В 1928 году в советской России начинается новая волна репрессий. В последних письмах из дома приходят сообщения о новых и новых притеснениях невинных людей. Узнаёт Юрий о том, что в Каменской всех более или менее состоятельных выдворили из их домов. В таком положении вскоре оказалась и семья Гончаровых, а Фёдора Григорьевича «откомандировали», как сегодня говорят, «в глубинку», в хутор Клиновой – надо полагать, «бороться с мраком тьмы» в стенах двухклассного училища. «Вину» отца кадет Гончаров относил на свой счёт.
«Ты пишешь, папу перевели в хутор, – обращается он к матери, – не думаю, чтобы в станице было очень много знающих людей».
В ночь с 18 на 19 марта 1929 года поэт умер от разрыва сердца. Он прожил на свете неполных 26 лет.

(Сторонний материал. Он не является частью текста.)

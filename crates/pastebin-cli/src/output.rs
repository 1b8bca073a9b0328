//! Output formatting for CLI
//!
//! Provides consistent output formatting across all commands:
//! - Human-readable default output
//! - JSON output (--json flag)
//! - Quiet mode for scripting (--quiet flag)
//!
//! Public listings and details print `Paste` values only, which carry no
//! owner id.

use pastebin_core::{ImportReport, Notice, NoticeLevel, Paste, PasteDetail, Session};

/// Output format options
#[derive(Debug, Clone, Copy, PartialEq, Eq)]
pub enum OutputFormat {
    /// Human-readable output (default)
    Human,
    /// JSON output
    Json,
    /// Quiet mode - minimal output
    Quiet,
}

impl OutputFormat {
    /// Create format from CLI flags
    pub fn from_flags(json: bool, quiet: bool) -> Self {
        if quiet {
            OutputFormat::Quiet
        } else if json {
            OutputFormat::Json
        } else {
            OutputFormat::Human
        }
    }
}

/// Output helper for consistent formatting
pub struct Output {
    /// The output format
    pub format: OutputFormat,
}

impl Output {
    pub fn new(format: OutputFormat) -> Self {
        Self { format }
    }

    /// Check if output is in quiet mode
    pub fn is_quiet(&self) -> bool {
        matches!(self.format, OutputFormat::Quiet)
    }

    /// Print a paste with its counts and the actions available to the viewer
    pub fn print_detail(&self, detail: &PasteDetail) {
        match self.format {
            OutputFormat::Human => {
                let paste = &detail.paste;
                println!("ID:      {}", paste.id);
                println!("Title:   {}", paste.title);
                println!("Created: {}", paste.created_at.format("%Y-%m-%d %H:%M"));
                println!(
                    "Size:    {} line(s), {} char(s)",
                    detail.line_count, detail.char_count
                );
                let mut actions = Vec::new();
                if detail.affordances.edit {
                    actions.push("edit");
                }
                if detail.affordances.delete {
                    actions.push("delete");
                }
                if !actions.is_empty() {
                    println!("Actions: {}", actions.join(", "));
                }
                println!("────────────────────────────────────────");
                println!("{}", paste.content);
            }
            OutputFormat::Json => print_json(detail),
            OutputFormat::Quiet => {
                println!("{}", detail.paste.id);
            }
        }
    }

    /// Print a list of pastes
    pub fn print_pastes(&self, pastes: &[&Paste]) {
        match self.format {
            OutputFormat::Human => {
                if pastes.is_empty() {
                    println!("No pastes found.");
                    return;
                }
                for paste in pastes {
                    println!(
                        "{} | {} | {}",
                        short_id(&paste.id),
                        truncate(&paste.title, 40),
                        truncate_line(&paste.content, 40)
                    );
                }
                println!("\n{} paste(s)", pastes.len());
            }
            OutputFormat::Json => print_json(&pastes),
            OutputFormat::Quiet => {
                for paste in pastes {
                    println!("{}", paste.id);
                }
            }
        }
    }

    /// Print the signed-in identity (never its tokens)
    pub fn print_session(&self, session: Option<&Session>) {
        match (self.format, session) {
            (OutputFormat::Human, Some(session)) => {
                println!("Logged in as {} ({})", session.email, session.uid);
            }
            (OutputFormat::Human, None) => println!("Not logged in."),
            (OutputFormat::Json, session) => {
                println!(
                    "{}",
                    serde_json::json!({
                        "uid": session.map(|s| s.uid.as_str()),
                        "email": session.map(|s| s.email.as_str()),
                    })
                );
            }
            (OutputFormat::Quiet, Some(session)) => println!("{}", session.uid),
            (OutputFormat::Quiet, None) => {}
        }
    }

    /// Print the outcome of a legacy import
    pub fn print_import(&self, report: &ImportReport) {
        match self.format {
            OutputFormat::Human => {
                println!("Imported {} paste(s).", report.imported.len());
                if !report.rejected.is_empty() {
                    println!("Skipped {}:", report.rejected.len());
                    for (title, error) in &report.rejected {
                        let title = if title.trim().is_empty() {
                            "(untitled)"
                        } else {
                            title.as_str()
                        };
                        println!("  {} - {}", truncate(title, 40), error);
                    }
                }
            }
            OutputFormat::Json => {
                let rejected: Vec<_> = report
                    .rejected
                    .iter()
                    .map(|(title, error)| {
                        serde_json::json!({"title": title, "reason": error.reason()})
                    })
                    .collect();
                println!(
                    "{}",
                    serde_json::json!({"imported": report.imported, "rejected": rejected})
                );
            }
            OutputFormat::Quiet => {
                for paste in &report.imported {
                    println!("{}", paste.id);
                }
            }
        }
    }

    /// Print a client notice
    ///
    /// Errors go to stderr, and are shown even in quiet mode.
    pub fn notice(&self, notice: &Notice) {
        match (self.format, notice.level) {
            (_, NoticeLevel::Success) => self.success(&notice.message),
            (OutputFormat::Json, NoticeLevel::Error) => {
                println!(
                    "{}",
                    serde_json::json!({"status": "error", "message": notice.message})
                );
            }
            (_, NoticeLevel::Error) => eprintln!("✗ {}", notice.message),
        }
    }

    /// Print a success message
    pub fn success(&self, message: &str) {
        match self.format {
            OutputFormat::Human => println!("✓ {}", message),
            OutputFormat::Json => {
                println!(
                    "{}",
                    serde_json::json!({"status": "success", "message": message})
                );
            }
            OutputFormat::Quiet => {}
        }
    }

    /// Check if we should prompt for confirmation
    pub fn should_prompt(&self) -> bool {
        self.format == OutputFormat::Human
    }

    /// Print an informational message
    pub fn message(&self, msg: &str) {
        match self.format {
            OutputFormat::Human => println!("{}", msg),
            OutputFormat::Json => {
                println!("{}", serde_json::json!({"message": msg}));
            }
            OutputFormat::Quiet => {}
        }
    }
}

fn print_json<T: serde::Serialize + ?Sized>(value: &T) {
    match serde_json::to_string_pretty(value) {
        Ok(json) => println!("{}", json),
        Err(e) => eprintln!("Failed to serialize output: {}", e),
    }
}

/// First eight characters of an id
fn short_id(id: &str) -> &str {
    match id.char_indices().nth(8) {
        Some((idx, _)) => &id[..idx],
        None => id,
    }
}

/// Truncate a string to max length in characters, adding "..." if truncated
fn truncate(s: &str, max_len: usize) -> String {
    if s.chars().count() <= max_len {
        s.to_string()
    } else {
        let kept: String = s.chars().take(max_len.saturating_sub(3)).collect();
        format!("{}...", kept)
    }
}

/// Truncate to first line and max length
fn truncate_line(s: &str, max_len: usize) -> String {
    let first_line = s.lines().next().unwrap_or("");
    truncate(first_line, max_len)
}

…Сегодня в доме Гончаровых живут племянница Юрия, дочь его сестры Веры (умершей в 1983 году) Нона Михайловна Ткачёва и её дочь Любаша. Любовь Викторовна Ткачёва – ведущий инженер завода «Каменск-Волокно», где весь свой трудовой путь прошла и её мать, обе поддерживают связь с родственниками из Австралии (а живут «Каменские» Гончаровы сегодня по всему свету: во Франции, Англии, США, Швеции, Норвегии…). Здесь бережно хранят память о прошлом. Берегут письма Юрия, письма друзей из Чехии, семейный альбом, фотографии поэта.
Есть и ещё одна реликвия – икона «Неопалимая купина», извлечённая из груды пепла после пожара игнатовского дома на Госпитальной, в котором родилась Стефанида Матвеевна. Икона эта, целая, невредимая, и сегодня излучает свет.